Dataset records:

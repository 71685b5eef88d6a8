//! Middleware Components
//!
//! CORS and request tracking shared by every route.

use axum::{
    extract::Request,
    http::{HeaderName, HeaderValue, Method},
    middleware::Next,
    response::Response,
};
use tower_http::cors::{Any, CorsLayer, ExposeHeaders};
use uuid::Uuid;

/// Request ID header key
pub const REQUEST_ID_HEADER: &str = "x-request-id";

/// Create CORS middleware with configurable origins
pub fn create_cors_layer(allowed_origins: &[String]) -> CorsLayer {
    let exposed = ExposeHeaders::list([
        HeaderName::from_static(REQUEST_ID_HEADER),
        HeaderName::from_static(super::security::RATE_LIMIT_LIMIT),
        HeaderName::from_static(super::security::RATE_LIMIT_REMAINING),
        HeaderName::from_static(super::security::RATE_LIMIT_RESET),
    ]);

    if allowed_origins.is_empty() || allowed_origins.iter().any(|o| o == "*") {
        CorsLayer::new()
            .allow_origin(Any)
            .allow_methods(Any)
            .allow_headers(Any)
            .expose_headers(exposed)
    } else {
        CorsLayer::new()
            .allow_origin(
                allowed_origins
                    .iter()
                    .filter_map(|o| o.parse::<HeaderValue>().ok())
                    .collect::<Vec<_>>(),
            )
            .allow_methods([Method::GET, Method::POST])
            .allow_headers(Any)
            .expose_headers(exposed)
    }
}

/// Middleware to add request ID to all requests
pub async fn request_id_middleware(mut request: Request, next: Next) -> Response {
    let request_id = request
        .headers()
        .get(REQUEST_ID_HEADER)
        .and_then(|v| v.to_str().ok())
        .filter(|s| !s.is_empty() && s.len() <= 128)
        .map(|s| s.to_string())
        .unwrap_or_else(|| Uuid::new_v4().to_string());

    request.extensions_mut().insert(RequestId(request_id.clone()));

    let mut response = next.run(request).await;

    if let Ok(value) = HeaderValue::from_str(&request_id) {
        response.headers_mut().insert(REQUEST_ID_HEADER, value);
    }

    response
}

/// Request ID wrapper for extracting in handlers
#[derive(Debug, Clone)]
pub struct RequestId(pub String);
...
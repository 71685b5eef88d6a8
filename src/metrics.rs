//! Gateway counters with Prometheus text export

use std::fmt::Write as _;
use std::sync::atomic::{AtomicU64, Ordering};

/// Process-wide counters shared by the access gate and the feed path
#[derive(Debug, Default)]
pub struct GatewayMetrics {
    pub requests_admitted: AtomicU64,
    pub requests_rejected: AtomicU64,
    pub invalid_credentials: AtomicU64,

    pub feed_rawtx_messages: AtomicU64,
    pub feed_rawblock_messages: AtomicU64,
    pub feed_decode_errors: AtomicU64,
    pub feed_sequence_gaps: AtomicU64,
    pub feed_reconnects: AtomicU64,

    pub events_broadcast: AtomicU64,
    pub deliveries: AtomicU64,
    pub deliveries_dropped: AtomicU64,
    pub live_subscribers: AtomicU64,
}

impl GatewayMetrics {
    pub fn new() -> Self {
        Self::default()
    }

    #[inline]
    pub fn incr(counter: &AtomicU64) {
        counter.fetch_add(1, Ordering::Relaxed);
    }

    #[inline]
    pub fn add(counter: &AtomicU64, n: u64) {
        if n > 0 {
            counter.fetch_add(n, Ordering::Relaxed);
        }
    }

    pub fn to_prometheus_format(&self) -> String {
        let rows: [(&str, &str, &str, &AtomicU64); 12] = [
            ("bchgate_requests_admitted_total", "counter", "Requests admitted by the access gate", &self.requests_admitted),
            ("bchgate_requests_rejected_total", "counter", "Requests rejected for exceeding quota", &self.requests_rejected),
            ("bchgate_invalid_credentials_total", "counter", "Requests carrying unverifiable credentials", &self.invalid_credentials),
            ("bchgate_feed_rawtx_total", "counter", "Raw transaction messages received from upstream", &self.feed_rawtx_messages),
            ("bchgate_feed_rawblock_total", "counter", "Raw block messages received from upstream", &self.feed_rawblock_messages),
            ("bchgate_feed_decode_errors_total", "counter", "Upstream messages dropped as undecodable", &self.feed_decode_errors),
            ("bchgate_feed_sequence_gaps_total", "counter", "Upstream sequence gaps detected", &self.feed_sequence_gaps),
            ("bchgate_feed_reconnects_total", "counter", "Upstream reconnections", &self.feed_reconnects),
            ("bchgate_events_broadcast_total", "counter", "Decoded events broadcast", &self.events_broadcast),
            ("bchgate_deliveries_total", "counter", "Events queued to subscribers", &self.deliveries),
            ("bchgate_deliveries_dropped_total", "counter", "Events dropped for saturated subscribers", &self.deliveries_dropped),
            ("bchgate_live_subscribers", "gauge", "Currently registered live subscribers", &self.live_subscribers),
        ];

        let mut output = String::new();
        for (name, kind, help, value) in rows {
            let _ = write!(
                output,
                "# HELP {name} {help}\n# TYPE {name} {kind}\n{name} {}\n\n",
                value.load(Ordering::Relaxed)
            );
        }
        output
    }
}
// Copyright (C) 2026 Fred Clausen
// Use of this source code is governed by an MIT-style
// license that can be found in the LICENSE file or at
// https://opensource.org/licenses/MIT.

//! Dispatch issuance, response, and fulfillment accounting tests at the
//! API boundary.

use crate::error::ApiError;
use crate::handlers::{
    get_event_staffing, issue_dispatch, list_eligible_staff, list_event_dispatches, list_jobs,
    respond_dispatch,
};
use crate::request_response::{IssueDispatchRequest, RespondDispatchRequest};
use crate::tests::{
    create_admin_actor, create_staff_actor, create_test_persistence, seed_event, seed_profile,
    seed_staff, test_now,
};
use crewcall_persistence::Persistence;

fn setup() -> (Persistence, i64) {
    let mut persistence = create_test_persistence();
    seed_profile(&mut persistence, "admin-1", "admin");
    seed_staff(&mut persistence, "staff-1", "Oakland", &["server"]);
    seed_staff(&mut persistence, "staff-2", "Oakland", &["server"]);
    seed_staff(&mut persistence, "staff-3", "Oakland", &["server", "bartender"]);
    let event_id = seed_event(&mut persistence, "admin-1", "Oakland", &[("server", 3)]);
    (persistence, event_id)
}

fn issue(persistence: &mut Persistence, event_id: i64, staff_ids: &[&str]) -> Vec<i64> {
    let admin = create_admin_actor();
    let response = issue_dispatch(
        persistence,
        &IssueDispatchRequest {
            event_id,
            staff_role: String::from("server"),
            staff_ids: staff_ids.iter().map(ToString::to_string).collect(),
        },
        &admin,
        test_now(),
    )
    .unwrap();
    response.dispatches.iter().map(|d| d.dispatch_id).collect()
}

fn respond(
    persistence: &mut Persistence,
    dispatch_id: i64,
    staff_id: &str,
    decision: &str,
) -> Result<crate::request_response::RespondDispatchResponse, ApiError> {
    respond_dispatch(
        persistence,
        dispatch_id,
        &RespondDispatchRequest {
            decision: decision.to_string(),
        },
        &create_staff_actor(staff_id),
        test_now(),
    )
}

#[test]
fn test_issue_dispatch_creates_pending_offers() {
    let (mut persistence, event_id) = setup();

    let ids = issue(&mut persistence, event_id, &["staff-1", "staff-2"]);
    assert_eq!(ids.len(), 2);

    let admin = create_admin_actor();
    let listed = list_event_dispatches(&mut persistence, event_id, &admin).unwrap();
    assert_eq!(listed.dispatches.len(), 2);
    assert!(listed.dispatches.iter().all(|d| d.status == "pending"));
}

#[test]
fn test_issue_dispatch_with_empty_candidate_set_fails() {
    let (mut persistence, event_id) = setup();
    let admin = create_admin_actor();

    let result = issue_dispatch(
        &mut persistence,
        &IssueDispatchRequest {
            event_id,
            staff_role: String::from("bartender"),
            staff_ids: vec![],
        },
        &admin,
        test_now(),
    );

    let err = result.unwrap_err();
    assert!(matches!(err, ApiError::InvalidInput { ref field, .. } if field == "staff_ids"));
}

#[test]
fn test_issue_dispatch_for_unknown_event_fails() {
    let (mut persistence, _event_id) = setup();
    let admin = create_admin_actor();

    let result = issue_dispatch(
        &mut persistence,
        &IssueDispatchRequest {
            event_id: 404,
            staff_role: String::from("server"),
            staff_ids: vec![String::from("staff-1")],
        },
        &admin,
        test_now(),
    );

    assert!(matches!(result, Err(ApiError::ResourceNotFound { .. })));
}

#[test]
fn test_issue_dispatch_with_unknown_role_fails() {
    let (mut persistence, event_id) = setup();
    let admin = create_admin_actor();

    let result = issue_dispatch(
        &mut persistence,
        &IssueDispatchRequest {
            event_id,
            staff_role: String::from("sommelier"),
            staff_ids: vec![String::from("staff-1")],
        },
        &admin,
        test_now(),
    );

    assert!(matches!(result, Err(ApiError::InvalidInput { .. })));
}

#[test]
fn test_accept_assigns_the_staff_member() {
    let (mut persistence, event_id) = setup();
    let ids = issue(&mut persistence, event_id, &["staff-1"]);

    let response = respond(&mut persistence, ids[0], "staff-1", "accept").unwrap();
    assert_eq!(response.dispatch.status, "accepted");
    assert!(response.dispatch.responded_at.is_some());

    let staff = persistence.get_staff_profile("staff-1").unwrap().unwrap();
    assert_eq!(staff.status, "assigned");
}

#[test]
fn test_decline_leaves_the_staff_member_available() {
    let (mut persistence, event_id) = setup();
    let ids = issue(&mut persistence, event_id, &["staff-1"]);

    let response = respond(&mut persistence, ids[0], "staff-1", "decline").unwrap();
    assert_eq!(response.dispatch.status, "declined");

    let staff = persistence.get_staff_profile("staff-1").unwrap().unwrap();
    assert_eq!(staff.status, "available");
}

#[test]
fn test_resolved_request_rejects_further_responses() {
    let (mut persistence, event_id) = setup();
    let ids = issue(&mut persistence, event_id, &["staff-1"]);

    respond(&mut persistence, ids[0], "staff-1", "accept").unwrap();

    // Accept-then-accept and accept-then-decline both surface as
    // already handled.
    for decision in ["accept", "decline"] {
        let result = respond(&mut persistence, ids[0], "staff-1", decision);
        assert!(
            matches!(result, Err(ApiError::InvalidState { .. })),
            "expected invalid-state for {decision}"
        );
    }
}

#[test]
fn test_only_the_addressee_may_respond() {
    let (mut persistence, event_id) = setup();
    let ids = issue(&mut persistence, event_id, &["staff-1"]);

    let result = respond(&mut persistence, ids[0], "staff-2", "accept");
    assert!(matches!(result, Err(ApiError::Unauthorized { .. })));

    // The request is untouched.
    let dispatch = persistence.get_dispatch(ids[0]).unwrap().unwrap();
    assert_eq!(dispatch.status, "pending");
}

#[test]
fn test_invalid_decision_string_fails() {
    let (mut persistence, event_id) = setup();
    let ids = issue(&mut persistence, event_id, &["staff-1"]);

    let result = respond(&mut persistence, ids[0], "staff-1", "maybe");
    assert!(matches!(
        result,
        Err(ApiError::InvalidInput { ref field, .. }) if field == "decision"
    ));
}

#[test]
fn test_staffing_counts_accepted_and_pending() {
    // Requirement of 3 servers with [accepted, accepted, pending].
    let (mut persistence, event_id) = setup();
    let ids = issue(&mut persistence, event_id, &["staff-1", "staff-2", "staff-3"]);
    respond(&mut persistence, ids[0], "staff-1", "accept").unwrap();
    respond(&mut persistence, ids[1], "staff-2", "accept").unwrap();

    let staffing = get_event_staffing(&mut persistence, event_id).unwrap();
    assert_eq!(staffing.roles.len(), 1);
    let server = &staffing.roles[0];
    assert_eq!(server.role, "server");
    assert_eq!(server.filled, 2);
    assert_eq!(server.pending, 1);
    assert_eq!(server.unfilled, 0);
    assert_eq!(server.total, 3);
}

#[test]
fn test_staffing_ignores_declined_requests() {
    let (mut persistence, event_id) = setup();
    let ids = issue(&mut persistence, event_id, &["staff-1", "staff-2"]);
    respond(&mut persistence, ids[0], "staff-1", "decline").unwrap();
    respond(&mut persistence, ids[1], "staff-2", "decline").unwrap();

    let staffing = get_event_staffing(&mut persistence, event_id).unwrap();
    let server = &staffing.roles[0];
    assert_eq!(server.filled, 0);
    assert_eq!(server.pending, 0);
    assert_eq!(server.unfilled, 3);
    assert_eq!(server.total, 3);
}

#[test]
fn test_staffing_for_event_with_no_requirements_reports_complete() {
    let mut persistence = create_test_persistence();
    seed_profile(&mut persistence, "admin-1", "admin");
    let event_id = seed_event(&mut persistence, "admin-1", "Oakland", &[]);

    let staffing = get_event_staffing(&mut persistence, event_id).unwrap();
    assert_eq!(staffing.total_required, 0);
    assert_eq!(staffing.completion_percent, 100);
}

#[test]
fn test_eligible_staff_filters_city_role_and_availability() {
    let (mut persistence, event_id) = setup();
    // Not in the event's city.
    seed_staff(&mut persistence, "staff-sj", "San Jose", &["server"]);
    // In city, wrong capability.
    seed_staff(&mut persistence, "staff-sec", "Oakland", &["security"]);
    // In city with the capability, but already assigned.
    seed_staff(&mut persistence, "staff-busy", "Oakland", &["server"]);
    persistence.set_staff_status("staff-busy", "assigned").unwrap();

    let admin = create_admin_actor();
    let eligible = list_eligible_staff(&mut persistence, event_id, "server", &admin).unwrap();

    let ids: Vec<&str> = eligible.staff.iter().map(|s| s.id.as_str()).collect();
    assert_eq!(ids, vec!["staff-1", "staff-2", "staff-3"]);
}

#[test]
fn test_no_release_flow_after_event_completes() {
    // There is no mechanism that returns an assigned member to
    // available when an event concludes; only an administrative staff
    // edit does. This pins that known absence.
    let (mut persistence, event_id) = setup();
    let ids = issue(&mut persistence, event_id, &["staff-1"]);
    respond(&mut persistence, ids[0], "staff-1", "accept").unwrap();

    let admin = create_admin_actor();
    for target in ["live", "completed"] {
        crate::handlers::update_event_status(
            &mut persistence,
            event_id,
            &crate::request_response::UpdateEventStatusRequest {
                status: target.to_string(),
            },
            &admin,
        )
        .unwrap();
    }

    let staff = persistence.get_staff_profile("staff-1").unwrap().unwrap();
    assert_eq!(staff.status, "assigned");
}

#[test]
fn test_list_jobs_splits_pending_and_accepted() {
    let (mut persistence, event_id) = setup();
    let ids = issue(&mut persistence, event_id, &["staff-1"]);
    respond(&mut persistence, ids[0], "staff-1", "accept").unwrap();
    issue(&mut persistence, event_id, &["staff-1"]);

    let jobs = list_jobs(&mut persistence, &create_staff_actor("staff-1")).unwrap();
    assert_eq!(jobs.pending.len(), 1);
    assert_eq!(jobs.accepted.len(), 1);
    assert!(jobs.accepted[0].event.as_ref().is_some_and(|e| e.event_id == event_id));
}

▶ Task details
Pull every line containing the string "collect" out of the data above and copy it.

▶ Expected output
                    .collect::<Vec<_>>(),
            staff_ids: staff_ids.iter().map(ToString::to_string).collect(),
    response.dispatches.iter().map(|d| d.dispatch_id).collect()
    let ids: Vec<&str> = eligible.staff.iter().map(|s| s.id.as_str()).collect();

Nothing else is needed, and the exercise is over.